My Life Is Hell (Ma vie est un enfer) is a 1991 French comedy film directed by Josiane Balasko.

== Plot ==
Leah Lemonnier (Josiane Balasko), 35, leads a dreary and depressing life between her work as the secretary of a dentist who spends his time reprimanding her, her analyst (Richard Berry) who sees in her only a source of income, her neighbor, Mr. Chpil, a sexually obsessed party animal (Jean Benguigui) and her mother (Catherine Samie), nymphomaniac, selfish, greedy, narcissistic and contemptuous. But one day, she unwittingly invokes the devil. He has the face of a handsome devil, Abar (Daniel Auteuil), who offers her a deal: He will be at her service until her death in exchange of her soul.

Leah signs the pact and turns into a dream creature to seduce her shrink. The pact is soon canceled by the intervention of the archangel Gabriel, who is moved by the naivety of the young woman. He tells Abar that he got the wrong prey, who was supposed to be Leah's mother. Gabriel cancels the agreement and takes all power away from Abar. But Leah begins to find Abargadon attractive and decides to save his soul. She pleads in his favor and the archangel accepts provided that Abar does not commit any sin for a period of several weeks.

Leah and Abar live in a seedy hotel. During a fire at the hotel, Abargadon saves a child but Leah is on the verge of death, poisoned by smoke. Abargadon decides to save her by giving her a blood transfusion. By this gesture, the archangel Gabriel decides to save his soul and makes him human.

A few months later, Leah, who has become demon, is at the head of a pharmaceutical company. She comes upon Abar robbing the business in order to steal patents. She offers a contract to Abar, now mortal, against his soul. Taking advantage of prior knowledge, he negotiates a favorable contract: a long life of carnal love between him and his love.

== Cast ==

- Josiane Balasko - Leah Lemonnier
- Daniel Auteuil - Abargadon
- Richard Berry - Xavier Langsam
- Michael Lonsdale - Gabriel
- Catherine Samie - Flo Lemonnier
- Jean Benguigui - Mr.

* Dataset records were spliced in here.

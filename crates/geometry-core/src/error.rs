use thiserror::Error;

/// Failures turning DOM attribute strings into typed tool-panel values.
#[derive(Debug, Clone, PartialEq, Eq, Error)]
pub enum ParseError {
    #[error("unknown shape `{0}`")]
    UnknownShape(String),
    #[error("unknown color `{0}`")]
    UnknownColor(String),
    #[error("invalid slider value `{0}`")]
    InvalidNumber(String),
}
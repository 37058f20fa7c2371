//! Top-level state: narrative, active scene and tool panel.

use crate::camera::RayCaster;
use crate::draw::DrawList;
use crate::drag::PointerInput;
use crate::narrative::NarrativeState;
use crate::scene::{Scene, SceneEvent};
use crate::tools::{ToolEvent, ToolPanel};

#[derive(Clone, Copy, Debug, PartialEq)]
pub enum AppEvent {
    /// The narrative "Continue" / "Start Exploring" button.
    Continue,
    Pointer(PointerInput),
    Tick,
    Tool(ToolEvent),
}

/// What the DOM overlay should currently show.
#[derive(Clone, Debug, PartialEq, Eq)]
pub struct OverlayView {
    pub prompt: &'static str,
    pub button_label: &'static str,
    pub narrative_visible: bool,
    pub tools_visible: bool,
}

#[derive(Clone, Debug, PartialEq)]
pub struct Explorer {
    pub narrative: NarrativeState,
    pub scene: Scene,
    pub tools: ToolPanel,
}

impl Default for Explorer {
    fn default() -> Self {
        let narrative = NarrativeState::default();
        Self {
            narrative,
            scene: Scene::initial(narrative.scene_kind()),
            tools: ToolPanel::default(),
        }
    }
}

impl Explorer {
    pub fn new() -> Self {
        Self::default()
    }

    pub fn apply(self, event: &AppEvent, caster: &impl RayCaster) -> Self {
        match event {
            AppEvent::Continue => {
                let narrative = self.narrative.advance();
                let scene = if narrative.scene_kind() != self.scene.kind() {
                    Scene::initial(narrative.scene_kind())
                } else {
                    self.scene
                };
                Self {
                    narrative,
                    scene: scene.with_selection(self.tools.selected),
                    ..self
                }
            }
            AppEvent::Pointer(p) => Self {
                scene: self.scene.apply(&SceneEvent::Pointer(*p), caster),
                ..self
            },
            AppEvent::Tick => Self {
                scene: self.scene.apply(&SceneEvent::Tick, caster),
                ..self
            },
            AppEvent::Tool(t) => {
                if !self.narrative.exploration_active {
                    log::debug!("[tools] ignoring {:?} outside exploration mode", t);
                    return self;
                }
                let tools = self.tools.apply(*t);
                Self {
                    scene: self.scene.with_selection(tools.selected),
                    tools,
                    ..self
                }
            }
        }
    }

    pub fn draw_list(&self) -> DrawList {
        self.scene.draw_list()
    }

    pub fn overlay(&self) -> OverlayView {
        OverlayView {
            prompt: self.narrative.prompt(),
            button_label: self.narrative.button_label(),
            narrative_visible: !self.narrative.exploration_active,
            tools_visible: self.narrative.exploration_active,
        }
    }
}
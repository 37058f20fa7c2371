//! Drag sessions for points constrained to the z = 0 plane.
//!
//! Each point owns a [`DraggablePoint`]. A pointer-down captures the pointer
//! id, moves carrying that id are projected onto the drag plane, and the
//! matching pointer-up releases it. Anything else is ignored.

use crate::camera::{pointer_to_ndc, RayCaster};
use crate::constants::POINT_PICK_RADIUS;
use crate::geometry::PointSet;
use crate::projector::{project_to_drag_plane, ray_sphere};
use glam::{Vec2, Vec3};
use smallvec::SmallVec;

#[derive(Clone, Copy, Debug, PartialEq, Eq)]
pub enum PointerKind {
    Down,
    Move,
    Up,
}

/// Raw pointer event in canvas pixels.
#[derive(Clone, Copy, Debug, PartialEq)]
pub struct PointerInput {
    pub kind: PointerKind,
    pub pointer_id: i32,
    pub position_px: Vec2,
    pub viewport_px: Vec2,
}

impl PointerInput {
    pub fn new(kind: PointerKind, pointer_id: i32, position_px: Vec2, viewport_px: Vec2) -> Self {
        Self {
            kind,
            pointer_id,
            position_px,
            viewport_px,
        }
    }

    #[inline]
    pub fn ndc(&self) -> Vec2 {
        pointer_to_ndc(self.position_px, self.viewport_px)
    }
}

#[derive(Clone, Copy, Debug, Default, PartialEq, Eq)]
pub enum DragSession {
    #[default]
    Idle,
    Dragging {
        pointer_id: i32,
    },
}

#[derive(Clone, Copy, Debug, Default, PartialEq, Eq)]
pub struct DraggablePoint {
    pub session: DragSession,
}

impl DraggablePoint {
    pub fn is_dragging(&self) -> bool {
        matches!(self.session, DragSession::Dragging { .. })
    }

    pub fn captured_by(&self, pointer_id: i32) -> bool {
        self.session == DragSession::Dragging { pointer_id }
    }

    /// Advance the session for an event already routed to this point.
    ///
    /// Returns the next state and, for a committed move, the new position.
    pub fn step(self, input: &PointerInput, caster: &impl RayCaster) -> (Self, Option<Vec3>) {
        match (self.session, input.kind) {
            (DragSession::Idle, PointerKind::Down) => (
                Self {
                    session: DragSession::Dragging {
                        pointer_id: input.pointer_id,
                    },
                },
                None,
            ),
            (DragSession::Dragging { pointer_id }, PointerKind::Move)
                if pointer_id == input.pointer_id =>
            {
                let ray = caster.ray_from_ndc(input.ndc());
                (self, project_to_drag_plane(&ray))
            }
            (DragSession::Dragging { pointer_id }, PointerKind::Up)
                if pointer_id == input.pointer_id =>
            {
                (Self::default(), None)
            }
            _ => (self, None),
        }
    }
}

/// A point set together with the drag session of each point.
#[derive(Clone, Debug, Default, PartialEq)]
pub struct DragPointSet {
    points: PointSet,
    handles: SmallVec<[DraggablePoint; 3]>,
}

impl DragPointSet {
    pub fn new(points: PointSet) -> Self {
        let handles = (0..points.len()).map(|_| DraggablePoint::default()).collect();
        Self { points, handles }
    }

    pub fn points(&self) -> &PointSet {
        &self.points
    }

    pub fn handle(&self, index: usize) -> Option<&DraggablePoint> {
        self.handles.get(index)
    }

    /// Index of the nearest point whose hit sphere the pointer ray crosses.
    pub fn pick(&self, input: &PointerInput, caster: &impl RayCaster) -> Option<usize> {
        let ray = caster.ray_from_ndc(input.ndc());
        let mut best = None::<(usize, f32)>;
        for (i, p) in self.points.iter().enumerate() {
            if let Some(t) = ray_sphere(&ray, p.position, POINT_PICK_RADIUS) {
                match best {
                    Some((_, bt)) if t >= bt => {}
                    _ => best = Some((i, t)),
                }
            }
        }
        best.map(|(i, _)| i)
    }

    /// Route one pointer event and apply the resulting position updates.
    ///
    /// A down goes to the picked point only; moves and ups go to whichever
    /// points captured that pointer id.
    pub fn handle_pointer(&self, input: &PointerInput, caster: &impl RayCaster) -> Self {
        let targets: SmallVec<[usize; 3]> = match input.kind {
            PointerKind::Down => self.pick(input, caster).into_iter().collect(),
            PointerKind::Move | PointerKind::Up => self
                .handles
                .iter()
                .enumerate()
                .filter(|(_, h)| h.captured_by(input.pointer_id))
                .map(|(i, _)| i)
                .collect(),
        };

        let mut next = self.clone();
        for i in targets {
            let (handle, moved) = next.handles[i].step(input, caster);
            match (next.handles[i].is_dragging(), handle.is_dragging()) {
                (false, true) => log::debug!("[drag] begin on point {}", i),
                (true, false) => log::debug!("[drag] end on point {}", i),
                _ => {}
            }
            next.handles[i] = handle;
            if let Some(pos) = moved {
                next.points = next.points.with_position(i, pos);
            }
        }
        next
    }
}
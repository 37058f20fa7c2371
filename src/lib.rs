#![cfg(target_arch = "wasm32")]
use crate::constants::CANVAS_ID;
use geometry_core::{Camera, Explorer};
use instant::Instant;
use std::cell::RefCell;
use std::rc::Rc;
use std::sync::atomic::{AtomicBool, Ordering};
use wasm_bindgen::prelude::*;
use wasm_bindgen::JsCast;
use wasm_bindgen_futures::spawn_local;
use web_sys as web;

mod constants;
mod dom;
mod events;
mod frame;
mod input;
mod overlay;
mod render;

fn wire_canvas_resize(canvas: &web::HtmlCanvasElement) {
    dom::sync_canvas_backing_size(canvas);
    let canvas_resize = canvas.clone();
    let resize_closure = Closure::wrap(Box::new(move || {
        dom::sync_canvas_backing_size(&canvas_resize);
    }) as Box<dyn FnMut()>);
    if let Some(window) = web::window() {
        _ = window
            .add_event_listener_with_callback("resize", resize_closure.as_ref().unchecked_ref());
    }
    resize_closure.forget();
}

#[wasm_bindgen(start)]
pub fn start() -> Result<(), JsValue> {
    console_error_panic_hook::set_once();
    console_log::init_with_level(log::Level::Info).ok();
    log::info!("geometry-explorer starting");

    spawn_local(async move {
        if let Err(e) = init().await {
            log::error!("init error: {:?}", e);
        }
    });
    Ok(())
}

async fn init() -> anyhow::Result<()> {
    static STARTED: AtomicBool = AtomicBool::new(false);
    if STARTED.swap(true, Ordering::SeqCst) {
        return Ok(());
    }

    let window = web::window().ok_or_else(|| anyhow::anyhow!("no window"))?;
    let document = window
        .document()
        .ok_or_else(|| anyhow::anyhow!("no document"))?;

    let canvas: web::HtmlCanvasElement = document
        .get_element_by_id(CANVAS_ID)
        .ok_or_else(|| anyhow::anyhow!("missing #{}", CANVAS_ID))?
        .dyn_into::<web::HtmlCanvasElement>()
        .map_err(|e| anyhow::anyhow!(format!("{:?}", e)))?;

    // Maintain canvas internal pixel size to match CSS size * devicePixelRatio
    wire_canvas_resize(&canvas);

    let rect = canvas.get_bounding_client_rect();
    let camera = Rc::new(RefCell::new(Camera::for_viewport(
        rect.width() as f32,
        rect.height() as f32,
    )));
    let explorer = Rc::new(RefCell::new(Explorer::new()));
    log::info!(
        "[narrative] step 1: {}",
        explorer.borrow().narrative.prompt()
    );

    events::wire_input_handlers(events::InputWiring {
        canvas: canvas.clone(),
        explorer: explorer.clone(),
        camera: camera.clone(),
    });
    events::wire_controls(&document, explorer.clone(), camera.clone());

    let gpu: Option<render::GpuState> = frame::init_gpu(&canvas).await;
    if gpu.is_none() {
        log::warn!("[gpu] rendering disabled; narrative and labels still update");
    }

    let frame_ctx = Rc::new(RefCell::new(frame::FrameContext {
        explorer,
        camera,
        canvas,
        document,
        gpu,
        overlay: overlay::OverlayCache::default(),
        last_instant: Instant::now(),
        log_accum: 0.0,
        frames_since_log: 0,
    }));
    // Start RAF loop
    frame::start_loop(frame_ctx);
    Ok(())
}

Chpil
- Luis Rego - Pazou
- Catherine Hiegel - Lilith
- Ticky Holgado - El Diablo
- Bertrand Blier - The priest
- Marilou Berry - The little girl
- Alexandre Desplat - The pianist
- Pierre Gérald - Dimitri
- Joël Houssin - Gorilla archangel Gabriel
- Bruno Moynot - The realtor

== Parodies ==
This film mocks:
- Insurance companies and their clauses written in small print;
- Psychoanalysis: The analyst writes his shopping list whilst his client tells him about her life; when she asks him to consider her financial situation, he explains that the amount of money is part of therapy; when his client takes revenge on him, Richard Berry sends up Freud’s terminology.

== Release ==
The film sold 1,170,523 tickets at the box office in France. In 1993, it was presented at the Adelaide Film Festival in Australia.